L’alliance de la droite et du centre et l’abstention des communistes ont encore frappé au Sénat. Dernière victime en date : la proposition de loi visant à reconquérir l’économie réelle qui traduit l’engagement, pris par François Hollande à Florange lors de sa campagne, de protéger l’emploi industriel contre le couperet d’actionnaires avides.
Comment, en effet, accepter que des entreprises ou des sites industriels dont l’activité est rentable ferment leurs portes et procèdent à des licenciements collectifs ? Il est temps de substituer une logique industrielle soucieuse de l’emploi à une logique financière soucieuse du seul profit. C’est le sens de cette proposition de loi.
D’une part, elle apporte une réponse juridique à l’injustice que constitue la fermeture des sites rentables en favorisant la reprise de ces sites. Ainsi, une entreprise de plus de 1000 salariés envisageant la fermeture d’un établissement ayant pour conséquence un projet de licenciement collectif aura la double obligation d’en informer le comité d’entreprise et de rechercher un repreneur. Toute offre de reprise devra être transmise au comité d’entreprise qui pourra émettre un avis sur chaque offre, formuler des propositions et même chercher de son côté un repreneur. À l’issue de cette procédure, l’entreprise devra rendre compte au comité d’entreprise de sa décision de donner suite ou non aux offres reçues.
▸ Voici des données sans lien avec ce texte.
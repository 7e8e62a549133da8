//! Library target for the `courier` package.
//!
//! The primary deliverable of this package is the `courier` CLI binary
//! (`src/main.rs`). This library exists so CI can run `cargo test -p courier --doc`.

#[doc(hidden)]
pub use courier_client;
Si ce dernier estime que le refus de cession est injustifié ou que la procédure prévue n’a pas été respectée, il pourra saisir le tribunal de commerce qui est investi d’un pouvoir de sanction (pouvant atteindre vingt fois la valeur du SMIC par emploi supprimé).
D’autre part, la proposition de loi vise à prévenir de telles situations en encourageant un actionnariat de long terme qui privilégie le développement du projet économique. La mesure essentielle du texte est la généralisation du vote double pour les actionnaires stables (de plus de 2 ans). Ce vote double existe déjà mais à condition d’être prévu par les statuts de l’entreprise. Désormais, le vote double sera de droit sauf clause contraire. Cette « prime à l’ancienneté » est d’autant plus souhaitable qu’elle permettra à l’État, actionnaire ancien et stable de nombreuses entreprises stratégiques, de conserver sur ces dernières un pouvoir de contrôle identique tout en utilisant moins de capital. Le capital ainsi dégagé, estimé à plus de 10 milliards, pourra être réinvesti dans d’autres groupes, ce qui donnera à l’État stratège les moyens d’une politique industrielle nationale ambitieuse.
Je regrette donc le rejet de ce texte par le Sénat mais je suis persuadé que l’Assemblée nationale tiendra bon sur cet engagement du président de la République.